Paley, B., & Hajal, N. J. (2022). Conceptualizing Emotion Regulation and Coregulation as Family-Level Phenomena. Clinical Child and Family Psychology Review. https://doi.org/10.1007/s10567-022-00378-4

Hajal, N.J. & Paley, B. (2020). Parental emotion and emotion regulation: a critical target of study for research and intervention to promote child emotion socialization. Developmental Psychology, 56, 403–417. doi:10.1037/dev0000864

Hajal, N.J., Teti, D.M., Cole, P.M., & Ram, N. (2019). Maternal emotion, motivation, and regulation during real-world parenting challenges. Journal of Family Psychology, 33, 109-120. doi: 10.1037/fam0000475

Hajal, N.J., Cole, P.M., & Teti, D.M. (2017). Maternal responses to infant distress: linkages between specific emotions and neurophysiological processes. Parenting: Science and Practice, 17, 200-224. doi: 10.1080/15295192.2017.1336001

Hajal, N.J., Neiderhiser, J.M., Moore, G.A., Leve, L.D., Shaw, D.S., Ge, X., Scaramella, L.V., Reid, J.B., Ganiban, J.M., & Reiss, D. (2015). Parents’ angry responses to infant challenges: the role of positive family characteristics and gene-environment interplay. Child Development, 86, 80-93. doi: 10.1111/cdev.12345

Emotional Development:

Hajal, N.J., Aralis, H., Kiff, C., Wasserman, M., Paley, B., Milburn, N., Mogil, C., & Lester, P. (2020). Parental Wartime Deployment and Socioemotional Adjustment in Early Childhood: The Critical Role of Military Parent Perceived Threat during Deployment. Journal of Traumatic Stress, 33, 307-317. doi: 10.1002/jts.22475

Cole, P.M., Hall, S.E., & Hajal, N.J. (2017). Emotion dysregulation as a vulnerability for psychopathology.
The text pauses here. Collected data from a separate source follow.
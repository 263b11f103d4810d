//! Client configuration loaded from environment variables.
//!
//! All protocol settings have defaults matching the wire protocol, so the
//! client can start with only a relay address and key files.

use std::path::PathBuf;
use std::str::FromStr;
use std::time::Duration;

use sigil_shared::constants::{
    FILE_CHUNK_SIZE, FILE_PACING_DELAY_MS, FILE_PACING_INTERVAL, MAX_FILE_SIZE,
    TYPING_TIMEOUT_MS,
};

/// Tunables of the protocol core.
#[derive(Debug, Clone)]
pub struct ProtocolConfig {
    /// Characters of armored ciphertext per FILE_CHUNK.
    /// Env: `SIGIL_CHUNK_SIZE`
    pub chunk_size: usize,

    /// Pause after every Nth chunk (0 disables pacing).
    /// Env: `SIGIL_PACING_INTERVAL`
    pub pacing_interval: usize,

    /// Length of each pacing pause.
    /// Env: `SIGIL_PACING_DELAY_MS`
    pub pacing_delay: Duration,

    /// Largest file accepted for sending, in bytes.
    /// Env: `SIGIL_MAX_FILE_SIZE`
    pub max_file_size: u64,

    /// Typing indicator lifetime after the last TYPING.
    /// Env: `SIGIL_TYPING_TIMEOUT_MS`
    pub typing_timeout: Duration,

    /// Capacity of the outbound envelope queue.
    pub channel_capacity: usize,
}

impl Default for ProtocolConfig {
    fn default() -> Self {
        Self {
            chunk_size: FILE_CHUNK_SIZE,
            pacing_interval: FILE_PACING_INTERVAL,
            pacing_delay: Duration::from_millis(FILE_PACING_DELAY_MS),
            max_file_size: MAX_FILE_SIZE,
            typing_timeout: Duration::from_millis(TYPING_TIMEOUT_MS),
            channel_capacity: 256,
        }
    }
}

/// Settings for the `sigil` binary.
#[derive(Clone)]
pub struct ClientConfig {
    /// Relay address (`host:port`).
    /// Env: `SIGIL_RELAY_ADDR`
    /// Default: `127.0.0.1:8765`
    pub relay_addr: String,

    /// Armored public key file.
    /// Env: `SIGIL_PUBLIC_KEY`
    pub public_key_path: Option<PathBuf>,

    /// Armored, passphrase-protected private key file.
    /// Env: `SIGIL_PRIVATE_KEY`
    pub private_key_path: Option<PathBuf>,

    /// Env: `SIGIL_PASSPHRASE`
    pub passphrase: Option<String>,

    pub protocol: ProtocolConfig,
}

impl std::fmt::Debug for ClientConfig {
    fn fmt(&self, f: &mut std::fmt::Formatter<'_>) -> std::fmt::Result {
        f.debug_struct("ClientConfig")
            .field("relay_addr", &self.relay_addr)
            .field("public_key_path", &self.public_key_path)
            .field("private_key_path", &self.private_key_path)
            .field("passphrase", &self.passphrase.as_ref().map(|_| "<redacted>"))
            .field("protocol", &self.protocol)
            .finish()
    }
}

impl Default for ClientConfig {
    fn default() -> Self {
        Self {
            relay_addr: "127.0.0.1:8765".to_string(),
            public_key_path: None,
            private_key_path: None,
            passphrase: None,
            protocol: ProtocolConfig::default(),
        }
    }
}

impl ClientConfig {
    /// Load configuration from environment variables, falling back to defaults.
    pub fn from_env() -> Self {
        Self::from_lookup(|key| std::env::var(key).ok())
    }

    /// Load configuration from an arbitrary key lookup.
    pub fn from_lookup(lookup: impl Fn(&str) -> Option<String>) -> Self {
        let mut config = Self::default();

        if let Some(addr) = lookup("SIGIL_RELAY_ADDR") {
            config.relay_addr = addr;
        }

        if let Some(path) = lookup("SIGIL_PUBLIC_KEY") {
            config.public_key_path = Some(PathBuf::from(path));
        }

        if let Some(path) = lookup("SIGIL_PRIVATE_KEY") {
            config.private_key_path = Some(PathBuf::from(path));
        }

        if let Some(passphrase) = lookup("SIGIL_PASSPHRASE") {
            if !passphrase.is_empty() {
                config.passphrase = Some(passphrase);
            }
        }

        let protocol = &mut config.protocol;

        if let Some(n) = parse_var::<usize>(&lookup, "SIGIL_CHUNK_SIZE") {
            if n > 0 {
                protocol.chunk_size = n;
            } else {
                tracing::warn!("SIGIL_CHUNK_SIZE must be positive, using default");
            }
        }

        if let Some(n) = parse_var::<usize>(&lookup, "SIGIL_PACING_INTERVAL") {
            protocol.pacing_interval = n;
        }

        if let Some(ms) = parse_var::<u64>(&lookup, "SIGIL_PACING_DELAY_MS") {
            protocol.pacing_delay = Duration::from_millis(ms);
        }

        if let Some(n) = parse_var::<u64>(&lookup, "SIGIL_MAX_FILE_SIZE") {
            protocol.max_file_size = n;
        }

        if let Some(ms) = parse_var::<u64>(&lookup, "SIGIL_TYPING_TIMEOUT_MS") {
            protocol.typing_timeout = Duration::from_millis(ms);
        }

        config
    }
}

fn parse_var<T: FromStr>(lookup: &impl Fn(&str) -> Option<String>, key: &str) -> Option<T> {
    let raw = lookup(key)?;
    match raw.trim().parse::<T>() {
        Ok(value) => Some(value),
        Err(_) => {
            tracing::warn!(key, value = %raw, "Invalid setting, using default");
            None
        }
    }
}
In T. Beauchaine & S. Hinshaw (Eds.), Child and Adolescent Psychopathology, 3rd Edition. Hoboken, N.J.: Wiley & Sons.

Child and Family Intervention:

Hajal, N.J. & Loo, S. K. (2021). Emerging biomarkers for child & family intervention studies: A review of EEG studies of parenting. Biological Psychology, 166, 108200. https://doi.org/10.1016/j.biopsycho.2021.108200.

Mogil, C., Hajal, N., Aralis, H., Paley, B., Milburn, N. G., Barrera, W., Kiff, C., Beardslee, W., &

Lester, P. (2021). A Trauma-Informed, Family-Centered, Virtual Home Visiting Program for

Young Children: One-Year Outcomes. Child Psychiatry & Human Development.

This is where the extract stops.